In truth, the situation is a little more complex. Irish Christianity, be it Catholic or Protestant, was always somewhat austere. The Irish always liked monasticism with its craggy locations and stoical privations. Irish Catholicism was Calvinistic in flavour, but the public devotions that were introduced by Archbishop Paul Cullen in the 19th century brought an element of community and colourful ceremonial. And the high period of Catholic public ritual -the 1940s and 50s - was as a kind of compensation for the simplicity and poverty that marked most people's lives.

The local, devotional aspect of Irish Catholicism hasn't vanished. There was always a Marian element to Irish Catholic culture and that endures: pilgrimages to Knock thrive, and the numbers who attend the basilica are remarkable. The Galway Novena and the climbing of Croagh Patrick continue.

A country funeral still fills a country church, and with a sincere religious sensibility too. But the cloth-of-gold, elaborate public manifestation of religious tradition for a significant feast like Easter is rarely seen in Ireland.

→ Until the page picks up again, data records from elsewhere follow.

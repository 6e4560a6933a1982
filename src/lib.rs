//! # Trail Recorder
//!
//! Noise-resistant GPS recording core for hiking apps.
//!
//! This library provides:
//! - Fix gating with cold-start, stale-fix and anti-teleport handling
//! - Battery-aware adaptive sampling tiers
//! - Elevation smoothing with hysteresis gain/loss (live and batch)
//! - Point-to-polyline distance for off-trail checks and trace editing
//! - Debounced off-trail alerts per reference path
//!
//! ## Features
//!
//! - **`parallel`** - Summarize many stored tracks in parallel with rayon
//! - **`ffi`** - Enable FFI bindings for mobile platforms (iOS/Android)
//! - **`full`** - Enable all features
//!
//! ## Quick Start
//!
//! ```rust
//! use trail_recorder::{Fix, IngestOutcome, RecordingSession, TrackerConfig};
//!
//! let now = 1_700_000_000_000;
//! let mut session = RecordingSession::start(TrackerConfig::default(), now);
//!
//! // The first fix is held until a second one confirms it
//! let first = session.submit(Fix::new(45.8326, 6.8652, now), now);
//! assert_eq!(first.outcome, IngestOutcome::PendingStart);
//!
//! let second = session.submit(Fix::new(45.8327, 6.8652, now + 5_000), now + 5_000);
//! assert_eq!(second.outcome, IngestOutcome::Accepted);
//! assert_eq!(session.track().len(), 2);
//! ```

use serde::{Deserialize, Serialize};

// Unified error handling
pub mod error;
pub use error::{Result, TrackError};

// Externally owned, validated configuration
pub mod config;
pub use config::{
    ElevationConfig, GateConfig, OffTrailConfig, SamplingConfig, TierCadence, TrackerConfig,
};

// Geographic utilities (distance, local projection, bounds)
pub mod geo_utils;

// Point-to-polyline distance
pub mod projection;
pub use projection::{distance_to_path, insertion_index, project_onto_path, PathProjection};

// Fix gating
pub mod gate;
pub use gate::{Admission, GateDecision, IngestOutcome, LocationIngestGate};

// Adaptive sampling tiers
pub mod sampling;
pub use sampling::{AdaptiveSamplingController, CadenceRequest, SamplingTier};

// Elevation smoothing and gain/loss
pub mod elevation;
pub use elevation::{ElevationFilter, ElevationSummary};

// Off-trail alerts
pub mod off_trail;
pub use off_trail::{
    AlertSink, OffTrailAlert, OffTrailMonitor, OffTrailPhase, OffTrailSource, OffTrailTicker,
    PathKind, ReferencePath, WatchContext,
};

// Recording session and process-wide recorder
pub mod session;
pub use session::{
    notify, with_recorder, PositioningControl, Recorder, RecordingSession, SessionStats,
    StoppedSession, SubmitReport, TrackEvent, TrackListener, RECORDER,
};

// Batch statistics for stored tracks
pub mod summary;
pub use summary::{summarize_tracks, TrackSummary};

// Algorithm toolbox - standalone access to the pure algorithms
// Use trail_recorder::algorithms::{...}
pub mod algorithms;

// FFI bindings for mobile platforms (iOS/Android)
#[cfg(feature = "ffi")]
pub mod ffi;

#[cfg(feature = "ffi")]
uniffi::setup_scaffolding!();

/// Initialize logging for Android (only used in FFI)
#[cfg(all(feature = "ffi", target_os = "android"))]
pub(crate) fn init_logging() {
    use android_logger::Config;
    use log::LevelFilter;

    android_logger::init_once(
        Config::default()
            .with_max_level(LevelFilter::Debug)
            .with_tag("TrailRecorder"),
    );
}

#[cfg(all(feature = "ffi", not(target_os = "android")))]
pub(crate) fn init_logging() {
    // No-op on non-Android platforms
}

// ============================================================================
// Core Types
// ============================================================================

/// A GPS coordinate with latitude and longitude.
///
/// # Example
/// ```
/// use trail_recorder::GpsPoint;
/// let point = GpsPoint::new(45.8326, 6.8652); // Chamonix
/// ```
#[derive(Debug, Clone, Copy, PartialEq, Serialize, Deserialize)]
#[cfg_attr(feature = "ffi", derive(uniffi::Record))]
pub struct GpsPoint {
    pub latitude: f64,
    pub longitude: f64,
}

impl GpsPoint {
    /// Create a new GPS point.
    pub fn new(latitude: f64, longitude: f64) -> Self {
        Self {
            latitude,
            longitude,
        }
    }

    /// Check if the point has valid coordinates.
    pub fn is_valid(&self) -> bool {
        self.latitude.is_finite()
            && self.longitude.is_finite()
            && self.latitude >= -90.0
            && self.latitude <= 90.0
            && self.longitude >= -180.0
            && self.longitude <= 180.0
    }
}

/// Bounding box for a track or path.
#[derive(Debug, Clone, Copy, PartialEq, Serialize, Deserialize)]
#[cfg_attr(feature = "ffi", derive(uniffi::Record))]
pub struct Bounds {
    pub min_lat: f64,
    pub max_lat: f64,
    pub min_lng: f64,
    pub max_lng: f64,
}

impl Bounds {
    /// Create bounds from GPS points.
    pub fn from_points(points: &[GpsPoint]) -> Option<Self> {
        if points.is_empty() {
            return None;
        }
        let mut min_lat = f64::MAX;
        let mut max_lat = f64::MIN;
        let mut min_lng = f64::MAX;
        let mut max_lng = f64::MIN;

        for p in points {
            min_lat = min_lat.min(p.latitude);
            max_lat = max_lat.max(p.latitude);
            min_lng = min_lng.min(p.longitude);
            max_lng = max_lng.max(p.longitude);
        }

        Some(Self {
            min_lat,
            max_lat,
            min_lng,
            max_lng,
        })
    }
}

/// Which positioning provider produced a fix.
#[derive(Debug, Clone, Copy, PartialEq, Eq, Hash, Default, Serialize, Deserialize)]
#[cfg_attr(feature = "ffi", derive(uniffi::Enum))]
pub enum FixSource {
    #[default]
    Gnss,
    Network,
}

/// One raw positioning sample as delivered by the platform.
///
/// `timestamp_ms <= 0` means the platform did not report a time; the gate
/// substitutes the ingestion time.
#[derive(Debug, Clone, Copy, PartialEq, Serialize, Deserialize)]
#[cfg_attr(feature = "ffi", derive(uniffi::Record))]
pub struct Fix {
    pub latitude: f64,
    pub longitude: f64,
    /// Altitude above sea level (meters)
    pub altitude: Option<f64>,
    /// Horizontal accuracy radius (meters)
    pub accuracy: Option<f64>,
    /// Platform-reported ground speed (m/s)
    pub speed: Option<f64>,
    /// Unix epoch milliseconds
    pub timestamp_ms: i64,
    #[serde(default)]
    pub source: FixSource,
}

impl Fix {
    /// A GNSS fix with only a position and a timestamp.
    pub fn new(latitude: f64, longitude: f64, timestamp_ms: i64) -> Self {
        Self {
            latitude,
            longitude,
            altitude: None,
            accuracy: None,
            speed: None,
            timestamp_ms,
            source: FixSource::Gnss,
        }
    }

    pub fn at(point: GpsPoint, timestamp_ms: i64) -> Self {
        Self::new(point.latitude, point.longitude, timestamp_ms)
    }

    pub fn with_altitude(mut self, altitude: f64) -> Self {
        self.altitude = Some(altitude);
        self
    }

    pub fn with_accuracy(mut self, accuracy: f64) -> Self {
        self.accuracy = Some(accuracy);
        self
    }

    pub fn with_speed(mut self, speed: f64) -> Self {
        self.speed = Some(speed);
        self
    }

    pub fn with_source(mut self, source: FixSource) -> Self {
        self.source = source;
        self
    }

    pub fn position(&self) -> GpsPoint {
        GpsPoint::new(self.latitude, self.longitude)
    }

    /// Reduce to a trajectory point.
    pub fn to_track_point(&self) -> TrackPoint {
        TrackPoint {
            latitude: self.latitude,
            longitude: self.longitude,
            altitude: self.altitude.filter(|a| a.is_finite()),
            timestamp_ms: self.timestamp_ms,
        }
    }
}

/// An accepted fix, as appended to a trajectory.
#[derive(Debug, Clone, Copy, PartialEq, Serialize, Deserialize)]
#[cfg_attr(feature = "ffi", derive(uniffi::Record))]
pub struct TrackPoint {
    pub latitude: f64,
    pub longitude: f64,
    pub altitude: Option<f64>,
    pub timestamp_ms: i64,
}

impl TrackPoint {
    pub fn new(latitude: f64, longitude: f64, altitude: Option<f64>, timestamp_ms: i64) -> Self {
        Self {
            latitude,
            longitude,
            altitude,
            timestamp_ms,
        }
    }

    pub fn position(&self) -> GpsPoint {
        GpsPoint::new(self.latitude, self.longitude)
    }
}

There are two areas where, regretfully, Irish Catholicism has not become at all Protestant. It has seldom taken up the Protestant practice of singing in church: hymns are rare enough and even then, sung without much brio.

And you will not see, in an Irish Catholic church, much attempt at formal dress for Easter that you'll often find among the Reformed brethren.

If you want to enjoy the sight of a fetching Easter bonnet, you'll have to take yourself off to Ballymena where the Free Presbyterians do it in style.